Laboratory of Behavioral Neuroscience, Intramural Research Program, National Institute on Aging, Baltimore, MD, USA; Department of Biomedical Engineering, Johns Hopkins University, Baltimore, MD, USA.
Neurobiol Aging. 2015 Aug;36(8):2333-9. doi: 10.1016/j.neurobiolaging.2015.04.001. Epub 2015 Apr 4.
Apolipoprotein E (APOE) genotype influences onset age of Alzheimer's disease but effects on disease progression are less clear. We investigated amyloid-β (Aβ) levels and change in relationship to APOE genotype, using 2 different measures of Aβ in 2 different longitudinal cohorts. Aβ accumulation was measured using positron emission tomography (PET) imaging and (11)C-Pittsburgh compound-B (PiB) in 113 Baltimore Longitudinal Study of Aging participants (mean age 77.3 years; 107 normal, 6 cognitively impaired) and cerebral spinal fluid (CSF) Aβ1-42 assays in 207 BIOCARD study participants (mean age 62 years; 195 normal, 12 cognitively impaired). Participants in both cohorts had up to 7 serial assessments (mean 2.3-2.4). PET-PiB retention increased and CSF Aβ1-42 declined longitudinally. APOE ε4 was significantly associated with higher PET-PiB retention and lower CSF Aβ1-42, independent of age and sex, but APOE genotype did not significantly affect Aβ change over time. APOE ε4 carriers may be further along in the disease process, consistent with earlier brain Aβ deposition and providing a biological basis for APOE genotype effects on onset age of Alzheimer's disease.

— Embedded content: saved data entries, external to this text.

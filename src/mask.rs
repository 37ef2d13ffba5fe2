use crate::paths::AppPaths;
use crate::settings::SizePreset;
use anyhow::{Context, Result};
use image::imageops::FilterType;
use image::{GrayImage, Luma};
use std::path::Path;

const MAX_CORNER_RADIUS: u32 = 60;

/// Supplies the alpha silhouette for each size preset.
#[derive(Debug, Clone)]
pub struct MaskProvider {
    paths: AppPaths,
}

impl MaskProvider {
    pub fn new(paths: AppPaths) -> Self {
        Self { paths }
    }

    /// Mask with exactly the preset's dimensions. Loads the preset's asset
    /// when present and synthesizes one otherwise.
    pub fn mask_for(&self, preset: SizePreset) -> GrayImage {
        let (width, height) = preset.dimensions();
        let path = self.paths.mask_file(preset);
        if !path.exists() {
            tracing::info!(%preset, path = %path.display(), "mask asset missing; synthesizing");
            return synthesize_mask(width, height);
        }
        match load_mask(&path, width, height) {
            Ok(mask) => {
                tracing::debug!(%preset, path = %path.display(), "mask loaded");
                mask
            }
            Err(e) => {
                tracing::warn!(%preset, "failed to load mask: {e:#}; synthesizing");
                synthesize_mask(width, height)
            }
        }
    }
}

fn load_mask(path: &Path, width: u32, height: u32) -> Result<GrayImage> {
    let mask = image::open(path)
        .with_context(|| format!("open mask {}", path.display()))?
        .to_luma8();
    if mask.dimensions() != (width, height) {
        tracing::warn!(
            found = ?mask.dimensions(),
            expected = ?(width, height),
            "mask size mismatch; resizing"
        );
        return Ok(image::imageops::resize(
            &mask,
            width,
            height,
            FilterType::Lanczos3,
        ));
    }
    Ok(mask)
}

/// Corner radius used for a widget of the given height.
pub fn corner_radius(height: u32) -> u32 {
    MAX_CORNER_RADIUS.min(height / 4)
}

/// Build the silhouette procedurally: square top corners and rounded bottom
/// corners. Every primitive uses inclusive pixel coordinates.
pub fn synthesize_mask(width: u32, height: u32) -> GrayImage {
    let r = corner_radius(height) as i64;
    let w = width as i64;
    let h = height as i64;
    GrayImage::from_fn(width, height, |x, y| {
        let (x, y) = (x as i64, y as i64);
        if covered(x, y, w, h, r) {
            Luma([255])
        } else {
            Luma([0])
        }
    })
}

fn covered(x: i64, y: i64, w: i64, h: i64, r: i64) -> bool {
    let band_top = h - r;
    // top rectangle
    if y <= band_top {
        return true;
    }
    // bottom-center rectangle
    if x >= r && x <= w - r {
        return true;
    }
    let dy = y - band_top;
    if x < r {
        // bottom-left quarter disc and seam triangle
        let dx = r - x;
        dx * dx + dy * dy <= r * r || x + dy <= r
    } else {
        // bottom-right quarter disc and seam triangle
        let dx = x - (w - r);
        dx * dx + dy * dy <= r * r || (w - x) + dy <= r
    }
}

载脂蛋白E(APOE)基因型影响阿尔茨海默病的发病年龄,但对疾病进展的影响尚不清楚。我们在两个不同的纵向队列中使用两种不同的β淀粉样蛋白(Aβ)测量方法,研究了Aβ水平及其与APOE基因型的关系变化。在113名巴尔的摩纵向衰老研究参与者(平均年龄77.3岁;107名正常,6名认知受损)中,使用正电子发射断层扫描(PET)成像和(11)C-匹兹堡化合物-B(PiB)测量Aβ积累;在207名BIOCARD研究参与者(平均年龄62岁;195名正常,12名认知受损)中,检测脑脊液(CSF)Aβ1-42。两个队列的参与者均进行了多达7次的系列评估(平均2.3 - 2.4次)。PET-PiB滞留量纵向增加,CSF Aβ1-42纵向下降。独立于年龄和性别,APOE ε4与较高的PET-PiB滞留量和较低的CSF Aβ1-42显著相关,但APOE基因型并未显著影响Aβ随时间的变化。APOE ε4携带者在疾病进程中可能进展得更远,这与早期脑Aβ沉积一致,并为APOE基因型对阿尔茨海默病发病年龄的影响提供了生物学基础。